▸ **EXERCISE DESCRIPTION**: Only the count should appear in your answer: how many lines of the data below contain the word "None"?

[Records from a collection]
//! Rolling self-baseline statistics
//!
//! Per-feature rolling mean, sample standard deviation, and median over a
//! trailing window (default 63 trading days), with an expanding window
//! during cold start. A feature's statistics are valid only once at least
//! `min_periods` (default 21) non-missing observations are in the window.
//!
//! Invariant: the baseline never imputes or forward-fills. Missing stays
//! missing through z-scores and everything downstream — false negatives
//! are preferred over false confidence.

use std::collections::HashMap;

use basalt_core::{Feature, FeatureSeries};
use serde::{Deserialize, Serialize};

use crate::error::{Error, Result};

/// Default rolling window (trading days)
pub const DEFAULT_WINDOW: usize = 63;
/// Default minimum non-missing observations for a valid baseline
pub const DEFAULT_MIN_PERIODS: usize = 21;
/// Default relative drift detection threshold
pub const DEFAULT_DRIFT_THRESHOLD: f64 = 0.10;

/// Baseline validity across all tracked features of one instrument
#[derive(Debug, Clone, Copy, PartialEq, Eq, Serialize, Deserialize)]
pub enum BaselineState {
    /// No feature meets min_periods — no diagnosis
    Empty,
    /// Some features valid, some not — conditional diagnosis
    Partial,
    /// All features meet min_periods — full confidence
    Complete,
}

impl BaselineState {
    pub fn as_str(&self) -> &'static str {
        match self {
            BaselineState::Empty => "EMPTY",
            BaselineState::Partial => "PARTIAL",
            BaselineState::Complete => "COMPLETE",
        }
    }

    /// Whether classification may proceed at all
    pub fn is_sufficient(&self) -> bool {
        !matches!(self, BaselineState::Empty)
    }
}

impl std::fmt::Display for BaselineState {
    fn fmt(&self, f: &mut std::fmt::Formatter<'_>) -> std::fmt::Result {
        f.write_str(self.as_str())
    }
}

/// Rolling baseline statistics for one feature at one date
///
/// Statistics are `None` (and `is_valid` false) when fewer than
/// `min_periods` non-missing observations are in the window, regardless of
/// whatever numbers could be computed.
#[derive(Debug, Clone, Copy, PartialEq, Serialize, Deserialize)]
pub struct BaselineStats {
    /// Rolling mean over non-missing values
    pub mean: Option<f64>,
    /// Rolling sample standard deviation (ddof = 1)
    pub std: Option<f64>,
    /// Rolling median over non-missing values
    pub median: Option<f64>,
    /// Count of non-missing observations in the window
    pub n_valid: usize,
    /// True iff n_valid >= min_periods
    pub is_valid: bool,
}

impl BaselineStats {
    fn invalid(n_valid: usize) -> Self {
        Self {
            mean: None,
            std: None,
            median: None,
            n_valid,
            is_valid: false,
        }
    }
}

/// Baseline computation engine with expanding-window cold start
///
/// At index i, if expanding and `i < window` the window is all observations
/// from the series start through i; otherwise the trailing `window`
/// observations ending at i.
#[derive(Debug, Clone)]
pub struct Baseline {
    window: usize,
    min_periods: usize,
    drift_threshold: f64,
}

impl Default for Baseline {
    fn default() -> Self {
        Self {
            window: DEFAULT_WINDOW,
            min_periods: DEFAULT_MIN_PERIODS,
            drift_threshold: DEFAULT_DRIFT_THRESHOLD,
        }
    }
}

impl Baseline {
    /// Create a baseline engine, rejecting malformed parameters fail-fast
    pub fn new(window: usize, min_periods: usize, drift_threshold: f64) -> Result<Self> {
        if min_periods < 2 {
            return Err(Error::MinPeriodsTooSmall(min_periods));
        }
        if window < min_periods {
            return Err(Error::WindowTooSmall {
                window,
                min_periods,
            });
        }
        if !(drift_threshold > 0.0 && drift_threshold <= 1.0) {
            return Err(Error::InvalidDriftThreshold(drift_threshold));
        }
        Ok(Self {
            window,
            min_periods,
            drift_threshold,
        })
    }

    pub fn window(&self) -> usize {
        self.window
    }

    pub fn min_periods(&self) -> usize {
        self.min_periods
    }

    /// Window bounds for index i: `[start, i]` inclusive
    fn window_start(&self, i: usize, expanding: bool) -> usize {
        if expanding && i < self.window {
            0
        } else {
            (i + 1).saturating_sub(self.window)
        }
    }

    /// Compute rolling statistics for every index of the series
    pub fn statistics(&self, series: &FeatureSeries, expanding: bool) -> Vec<BaselineStats> {
        let observations = series.observations();
        let mut stats = Vec::with_capacity(observations.len());

        for i in 0..observations.len() {
            let start = self.window_start(i, expanding);
            let mut values: Vec<f64> = observations[start..=i]
                .iter()
                .filter_map(|o| o.value)
                .collect();

            if values.len() < self.min_periods {
                stats.push(BaselineStats::invalid(values.len()));
                continue;
            }

            let n = values.len();
            let mean = values.iter().sum::<f64>() / n as f64;
            let variance =
                values.iter().map(|v| (v - mean).powi(2)).sum::<f64>() / (n - 1) as f64;
            let std = variance.sqrt();

            values.sort_by(f64::total_cmp);
            let median = if n % 2 == 1 {
                values[n / 2]
            } else {
                (values[n / 2 - 1] + values[n / 2]) / 2.0
            };

            stats.push(BaselineStats {
                mean: Some(mean),
                std: Some(std),
                median: Some(median),
                n_valid: n,
                is_valid: true,
            });
        }

        stats
    }

    /// Compute z-scores for every index of the series
    ///
    /// `Z(t) = (x_t - mean) / std`. The z-score is `None` wherever the
    /// input is missing, fewer than `min_periods` valid observations are in
    /// the window, or the window std is exactly 0 (guarded, never panics).
    pub fn z_scores(&self, series: &FeatureSeries, expanding: bool) -> Vec<Option<f64>> {
        let stats = self.statistics(series, expanding);

        series
            .values()
            .zip(stats.iter())
            .map(|(value, s)| match (value, s.mean, s.std) {
                (Some(v), Some(mean), Some(std)) if std != 0.0 => Some((v - mean) / std),
                _ => None,
            })
            .collect()
    }

    /// Determine baseline state from per-feature valid-observation counts
    pub fn state(&self, feature_counts: &HashMap<Feature, usize>) -> BaselineState {
        if feature_counts.is_empty() {
            return BaselineState::Empty;
        }

        let valid = feature_counts
            .values()
            .filter(|&&n| n >= self.min_periods)
            .count();

        if valid == feature_counts.len() {
            BaselineState::Complete
        } else if valid > 0 {
            BaselineState::Partial
        } else {
            BaselineState::Empty
        }
    }

    /// Detect baseline drift between consecutive periods
    ///
    /// `|(mean_t - mean_{t-1}) / mean_{t-1}| > threshold`. Missing inputs
    /// never signal drift; a zero previous mean drifts iff current != 0.
    pub fn detect_drift(&self, current_mean: Option<f64>, previous_mean: Option<f64>) -> bool {
        let (Some(current), Some(previous)) = (current_mean, previous_mean) else {
            return false;
        };
        if !current.is_finite() || !previous.is_finite() {
            return false;
        }
        if previous == 0.0 {
            return current != 0.0;
        }

        ((current - previous) / previous).abs() > self.drift_threshold
    }

    /// Features below min_periods, sorted by count ascending
    pub fn excluded_features(
        &self,
        feature_counts: &HashMap<Feature, usize>,
    ) -> Vec<(Feature, usize)> {
        let mut excluded: Vec<(Feature, usize)> = feature_counts
            .iter()
            .filter(|&(_, &n)| n < self.min_periods)
            .map(|(&f, &n)| (f, n))
            .collect();
        excluded.sort_by_key(|&(f, n)| (n, f));
        excluded
    }
}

▸ **RESPONSE TO THIS EXERCISE**: 6